The boards are open for anyone to answer but we all try to stay in our lane, so to speak. We aren't all necessarily experts on all topics we respond to, but we try to limit ourselves to reponding to subjects about which we have some personal experience, professional expertise or knowledge. For example, I am comfortable answering faith questions about my own religion - Catholicism--but would not post an answer about the Muslim faith because I don't have either experience or special knowledge about Muslim faith.

On this subject of marriage, I suppose a teenager with divorced parents might have the experience to provide some insight and support to another teenager with parents who are going through a divorce, but not advise for the parents themselves. Does that make sense?

JudyKayTee
Apr 5, 2013, 04:56 PM
The raise of action? What?

You and I posted on the same boards. I don't see that to be a problem. I am surprised you think I corrected your mistakes. I thought you felt your advice was accurate.

I do see your advice on matters which you clearly don't understand to be useless.

I have no idea what the Mods do and don't do. There's a "report" feature. If you are unhappy, use it.

Zea
Apr 6, 2013, 07:41 AM
I don't understand what this means. The "raise of action?"

The boards are open for anyone to answer but we all try to stay in our lane, so to speak.
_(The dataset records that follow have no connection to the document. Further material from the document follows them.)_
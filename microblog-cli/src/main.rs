//! microblog CLI - publish short notes as markdown files in a GitHub repository
//!
//! - `post`: build a timestamped post and commit it (`--dry-run` to preview)
//! - `config`: create, inspect and validate ~/.microblog/config.toml
//! - `completions`: shell completion scripts

use anyhow::Result;
use clap::{Parser, Subcommand, ValueEnum};

mod commands;
mod compose;
mod config;
mod tracing_setup;
mod ui;

#[derive(Parser, Debug)]
#[command(
    name = "microblog",
    author,
    version,
    about = "Publish short notes as timestamped markdown posts in a GitHub repository",
    long_about = "Type a note, get a commit. Each post lands at posts/YYYY/MM/DD/<id>.md with a \
                  date front matter block; the id is derived from the text and the second it \
                  was written, so retries never create duplicates."
)]
struct Cli {
    /// Suppress progress spinners (for scripts)
    #[arg(long, short = 'q', global = true)]
    quiet: bool,

    /// Enable debug logging
    #[arg(long, global = true)]
    debug: bool,

    #[command(subcommand)]
    command: Commands,
}

#[derive(Subcommand, Debug)]
enum Commands {
    /// Publish a post to the configured repository
    Post(commands::post::PostArgs),
    /// Manage microblog configuration (init, path, show, validate)
    Config(config::ConfigArgs),
    /// Generate shell completion scripts
    Completions(CompletionsArgs),
}

#[derive(Parser, Debug)]
struct CompletionsArgs {
    /// Shell to generate completions for
    #[arg(value_enum)]
    shell: Shell,
}

#[derive(ValueEnum, Debug, Clone, Copy)]
#[allow(clippy::enum_variant_names)] // PowerShell is a proper noun, not a suffix
enum Shell {
    Bash,
    Zsh,
    Fish,
    PowerShell,
    Elvish,
}

#[tokio::main]
async fn main() -> Result<()> {
    // A missing or malformed .env is not an error
    dotenvy::dotenv().ok();

    let cli = Cli::parse();
    tracing_setup::init_tracing(&tracing_setup::TracingConfig { debug: cli.debug }).ok();
    ui::init_quiet_mode(cli.quiet);

    match cli.command {
        Commands::Post(args) => commands::run_post(args).await,
        Commands::Config(args) => config::run_config(args),
        Commands::Completions(args) => run_completions(args),
    }
}

fn run_completions(args: CompletionsArgs) -> Result<()> {
    use clap::CommandFactory;
    use clap_complete::{generate, Shell as CompletionShell};
    use std::io;

    let mut cmd = Cli::command();
    let bin_name = cmd.get_name().to_string();

    let shell = match args.shell {
        Shell::Bash => CompletionShell::Bash,
        Shell::Zsh => CompletionShell::Zsh,
        Shell::Fish => CompletionShell::Fish,
        Shell::PowerShell => CompletionShell::PowerShell,
        Shell::Elvish => CompletionShell::Elvish,
    };

    generate(shell, &mut cmd, bin_name, &mut io::stdout());

    Ok(())
}
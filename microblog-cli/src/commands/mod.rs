//! Command implementations for the microblog CLI

pub mod post;

pub use post::run_post;
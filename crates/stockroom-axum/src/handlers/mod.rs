//! HTTP request handlers for the Axum web server.
//!
//! Handlers are thin wrappers that delegate to `ArticleService`.

pub mod articles;

use axum::http::StatusCode;

use crate::error::HttpError;

/// Fallback for paths no route matches.
pub async fn not_found() -> HttpError {
    HttpError::NotFound("Resource not found".to_string())
}

/// Fallback for known paths hit with a method they don't serve.
pub async fn method_not_allowed() -> HttpError {
    HttpError::Rejected {
        status: StatusCode::METHOD_NOT_ALLOWED,
        message: "Method not allowed".to_string(),
    }
}
//! Axum-specific error types and mappings.
//!
//! Maps `ArticleError` onto HTTP status codes and the `{"message": ...}`
//! error body. Store failures were already logged by the service; only
//! their generic message reaches the caller.

use axum::http::StatusCode;
use axum::response::{IntoResponse, Response};
use serde::Serialize;
use stockroom_core::ArticleError;
use thiserror::Error;

use crate::response::json_bytes;

/// Axum-specific error type.
#[derive(Debug, Error)]
pub enum HttpError {
    /// Resource not found.
    #[error("Not found: {0}")]
    NotFound(String),

    /// Bad request (invalid input or uniqueness violation).
    #[error("Bad request: {0}")]
    BadRequest(String),

    /// Internal server error.
    #[error("Internal error: {0}")]
    Internal(String),

    /// The request was refused before reaching a handler (bad path
    /// parameter, oversized body, unsupported method).
    #[error("Rejected ({status}): {message}")]
    Rejected { status: StatusCode, message: String },
}

impl HttpError {
    /// Status code for this error.
    pub const fn status(&self) -> StatusCode {
        match self {
            Self::NotFound(_) => StatusCode::NOT_FOUND,
            Self::BadRequest(_) => StatusCode::BAD_REQUEST,
            Self::Internal(_) => StatusCode::INTERNAL_SERVER_ERROR,
            Self::Rejected { status, .. } => *status,
        }
    }

    /// Message shown to the caller.
    pub fn message(&self) -> &str {
        match self {
            Self::NotFound(msg)
            | Self::BadRequest(msg)
            | Self::Internal(msg)
            | Self::Rejected { message: msg, .. } => msg,
        }
    }
}

/// JSON error response body.
#[derive(Serialize)]
struct ErrorBody<'a> {
    message: &'a str,
}

impl IntoResponse for HttpError {
    fn into_response(self) -> Response {
        let body = ErrorBody {
            message: self.message(),
        };
        // A struct with one string field always serializes
        let bytes = serde_json::to_vec(&body).unwrap_or_default();
        json_bytes(self.status(), bytes)
    }
}

impl From<ArticleError> for HttpError {
    fn from(err: ArticleError) -> Self {
        match err {
            ArticleError::MalformedBody(_) | ArticleError::AlreadyExists(_) => {
                Self::BadRequest(err.to_string())
            }
            ArticleError::NotFound(_) => Self::NotFound(err.to_string()),
            ArticleError::Store(_) => Self::Internal(err.to_string()),
        }
    }
}
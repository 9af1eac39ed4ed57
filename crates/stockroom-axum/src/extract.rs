//! Extractors whose rejections are [`HttpError`]s.
//!
//! axum's own `Path` and `Bytes` reject with plain-text bodies. These
//! wrappers keep the status axum picked and move its text into the
//! `{"message": ...}` JSON body every other error uses.

use axum::body::Bytes;
use axum::extract::rejection::{BytesRejection, PathRejection};
use axum::extract::{FromRequest, FromRequestParts, Path, Request};
use axum::http::request::Parts;

use crate::error::HttpError;

/// A single string path parameter, such as `{code}` or `{category}`.
#[derive(Debug)]
pub struct PathParam(pub String);

impl<S: Send + Sync> FromRequestParts<S> for PathParam {
    type Rejection = HttpError;

    async fn from_request_parts(parts: &mut Parts, state: &S) -> Result<Self, Self::Rejection> {
        let Path(value) = Path::<String>::from_request_parts(parts, state).await?;
        Ok(Self(value))
    }
}

/// The raw request body, bounded by axum's default body limit.
#[derive(Debug)]
pub struct RawBody(pub Bytes);

impl<S: Send + Sync> FromRequest<S> for RawBody {
    type Rejection = HttpError;

    async fn from_request(req: Request, state: &S) -> Result<Self, Self::Rejection> {
        Ok(Self(Bytes::from_request(req, state).await?))
    }
}

impl From<PathRejection> for HttpError {
    fn from(rejection: PathRejection) -> Self {
        Self::Rejected {
            status: rejection.status(),
            message: rejection.body_text(),
        }
    }
}

impl From<BytesRejection> for HttpError {
    fn from(rejection: BytesRejection) -> Self {
        Self::Rejected {
            status: rejection.status(),
            message: rejection.body_text(),
        }
    }
}
//! SQL text for collection tables.
//!
//! Collection and field names end up inside SQL text, so they are checked
//! against a conservative identifier alphabet first. Filter values are
//! always bound.

use stockroom_core::{Filter, StoreError};

/// Check that `name` is usable as a collection or field name.
pub(super) fn identifier(name: &str) -> Result<&str, StoreError> {
    let valid = !name.is_empty()
        && name
            .chars()
            .all(|c| c.is_ascii_alphanumeric() || c == '_');
    if valid {
        Ok(name)
    } else {
        Err(StoreError::Storage(format!("Invalid identifier: {name:?}")))
    }
}

/// Expression extracting a top-level document field.
///
/// Index definitions and lookups must produce identical text for `SQLite`
/// to use the index.
pub(super) fn field_expr(field: &str) -> String {
    format!("json_extract(doc, '$.{field}')")
}

pub(super) fn create_collection(collection: &str) -> String {
    format!(
        r#"CREATE TABLE IF NOT EXISTS "{collection}" (
            id INTEGER PRIMARY KEY AUTOINCREMENT,
            doc TEXT NOT NULL CHECK (json_valid(doc))
        )"#
    )
}

/// Unique index that skips documents lacking the field.
pub(super) fn create_unique_sparse_index(collection: &str, field: &str) -> String {
    let expr = field_expr(field);
    format!(
        r#"CREATE UNIQUE INDEX IF NOT EXISTS "{collection}_{field}_unique"
            ON "{collection}" ({expr}) WHERE {expr} IS NOT NULL"#
    )
}

/// A `WHERE` clause for `filter` plus the value to bind, if any.
pub(super) fn where_clause(filter: &Filter) -> Result<(String, Option<&str>), StoreError> {
    match filter {
        Filter::All => Ok((String::new(), None)),
        Filter::FieldEquals { field, value } => {
            let expr = field_expr(identifier(field)?);
            Ok((format!("WHERE {expr} = ?"), Some(value.as_str())))
        }
    }
}

pub(super) fn select(collection: &str, clause: &str, limit_one: bool) -> String {
    let limit = if limit_one { " LIMIT 1" } else { "" };
    format!(r#"SELECT doc FROM "{collection}" {clause} ORDER BY id{limit}"#)
}

pub(super) fn insert(collection: &str) -> String {
    format!(r#"INSERT INTO "{collection}" (doc) VALUES (?)"#)
}

/// Replace the first matching document (the document value is bound first).
pub(super) fn replace_first(collection: &str, clause: &str) -> String {
    format!(
        r#"UPDATE "{collection}" SET doc = ?
            WHERE id = (SELECT id FROM "{collection}" {clause} ORDER BY id LIMIT 1)"#
    )
}

pub(super) fn delete_first(collection: &str, clause: &str) -> String {
    format!(
        r#"DELETE FROM "{collection}"
            WHERE id = (SELECT id FROM "{collection}" {clause} ORDER BY id LIMIT 1)"#
    )
}
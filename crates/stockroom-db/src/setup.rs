//! Store connection setup.
//!
//! Entry points call [`connect`] with the configured store address before
//! anything else; failure here means the process cannot serve.

use std::str::FromStr;

use anyhow::{Context, Result};
use sqlx::sqlite::{SqliteConnectOptions, SqlitePoolOptions};

use crate::store::SqliteDocumentStore;

/// Connects to the `SQLite` store at `address`.
///
/// `address` is a `SQLite` URL such as `sqlite://stockroom.db` or
/// `sqlite::memory:`. The database file is created if it doesn't exist.
/// At least one connection is kept open so an in-memory store survives
/// idle periods.
///
/// # Example
///
/// ```rust,no_run
/// use stockroom_db::connect;
///
/// # async fn example() -> anyhow::Result<()> {
/// let store = connect("sqlite://stockroom.db", 8).await?;
/// # Ok(())
/// # }
/// ```
pub async fn connect(address: &str, max_connections: u32) -> Result<SqliteDocumentStore> {
    let options = SqliteConnectOptions::from_str(address)
        .with_context(|| format!("Invalid store address: {address}"))?
        .create_if_missing(true);

    let pool = SqlitePoolOptions::new()
        .max_connections(max_connections.max(1))
        .min_connections(1)
        .connect_with(options)
        .await
        .with_context(|| format!("Failed to connect to store at {address}"))?;

    tracing::info!(
        target: "stockroom.store",
        address,
        max_connections,
        "Connected to document store"
    );

    Ok(SqliteDocumentStore::new(pool))
}

/// Connects to a fresh in-memory store for testing.
///
/// Uses a single connection so every scoped handle sees the same database.
#[cfg(any(test, feature = "test-utils"))]
pub async fn setup_test_store() -> Result<SqliteDocumentStore> {
    connect("sqlite::memory:", 1).await
}
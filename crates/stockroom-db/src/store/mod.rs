//! Document store implementation using `SQLite`.
//!
//! All SQL lives in this module. The `SqlitePool` never leaks through the
//! port trait signatures.

mod sql;
mod sqlite_document_store;

pub use sqlite_document_store::{SqliteDocumentStore, SqliteScopedHandle};
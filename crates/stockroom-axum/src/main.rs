//! stockroom server entry point.

use clap::Parser;
use tracing_subscriber::EnvFilter;

use stockroom_axum::{Cli, start_server};

#[tokio::main]
async fn main() -> anyhow::Result<()> {
    // Load environment variables before reading RUST_LOG or CLI env fallbacks
    dotenvy::dotenv().ok();

    // Initialize logging
    tracing_subscriber::fmt()
        .with_env_filter(EnvFilter::try_from_default_env().unwrap_or_else(|_| EnvFilter::new("info")))
        .init();

    let cli = Cli::parse();
    start_server(cli.into_config()).await
}
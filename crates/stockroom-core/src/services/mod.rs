//! Core services - the application's business logic layer.
//!
//! Services orchestrate between ports (trait interfaces) and domain types.
//! They don't know about concrete implementations.

mod article_service;

pub use article_service::{ArticleError, ArticleService};
//! Axum web server adapter for stockroom.
//!
//! Exposes the article catalogue over HTTP/JSON. [`bootstrap`] is the
//! composition root: it connects the document store, installs the unique
//! index on the article code and builds the [`ArticleService`] the
//! handlers share.
//!
//! [`ArticleService`]: stockroom_core::ArticleService

#![deny(unsafe_code)]
#![deny(unused_crate_dependencies)]

// Silence unused dev-dependency warnings for integration-only test deps
#[cfg(test)]
use tempfile as _;
#[cfg(test)]
use tower as _;

// Dependencies used by main.rs binary
use dotenvy as _;
use tracing_subscriber as _;

pub mod bootstrap;
pub mod cli;
pub mod error;
pub mod extract;
pub mod handlers;
pub mod response;
pub mod routes;
pub mod state;

// Re-export primary types
pub use bootstrap::{
    AxumContext, CorsConfig, ServerConfig, bootstrap, bootstrap_with_store, start_server,
};
pub use cli::Cli;
pub use error::HttpError;
pub use routes::create_router;
pub use state::AppState;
We aren't all necessarily experts on all topics we respond to, but we try to limit ourselves to reponding to subjects about which we have some personal experience, professional expertise or knowledge. For example, I am comfortable answering faith questions about my own religion - Catholicism--but would not post an answer about the Muslim faith because I don't have either experience or special knowledge about Muslim faith.

On this subject of marriage, I supose a teenager with divorced parents might have the experience to provide some insight and support to another teenager with parents who are going through a divorce, but not advise for the parents themselves. Does that make sense?

Yes, thanks for explaining.

JudyKayTee
Apr 6, 2013, 08:19 AM
What does "raise of action" mean?

And, yes, Joy - good work indeed.

Zea
Apr 6, 2013, 12:47 PM
“And, yes, Joy - good work indeed.” I think your comment belongs here: https://www.askmehelpdesk.com/mental-emotional-health/how-stop-thoughts-suicide-741917-2.html
“What does 'raise of action' mean?” That was a mistake, please ignore it.

I never said that my comments were useless, I don't believe they were. But, also, I don't want to hide like a coward and lie to you and myself, I made some mistakes. I felt really terrible because I really, really, really did not want to mess it up for any of the OPs.
I will not post on the adult boards as long as I am a teenager, the only reason I came to this site was to help people. Just to be clear, I never meant to be rude, disrespect, or bother anyone when I gave an advice, not to you nor to anyone else, and if I did than I hope you accept my apologize.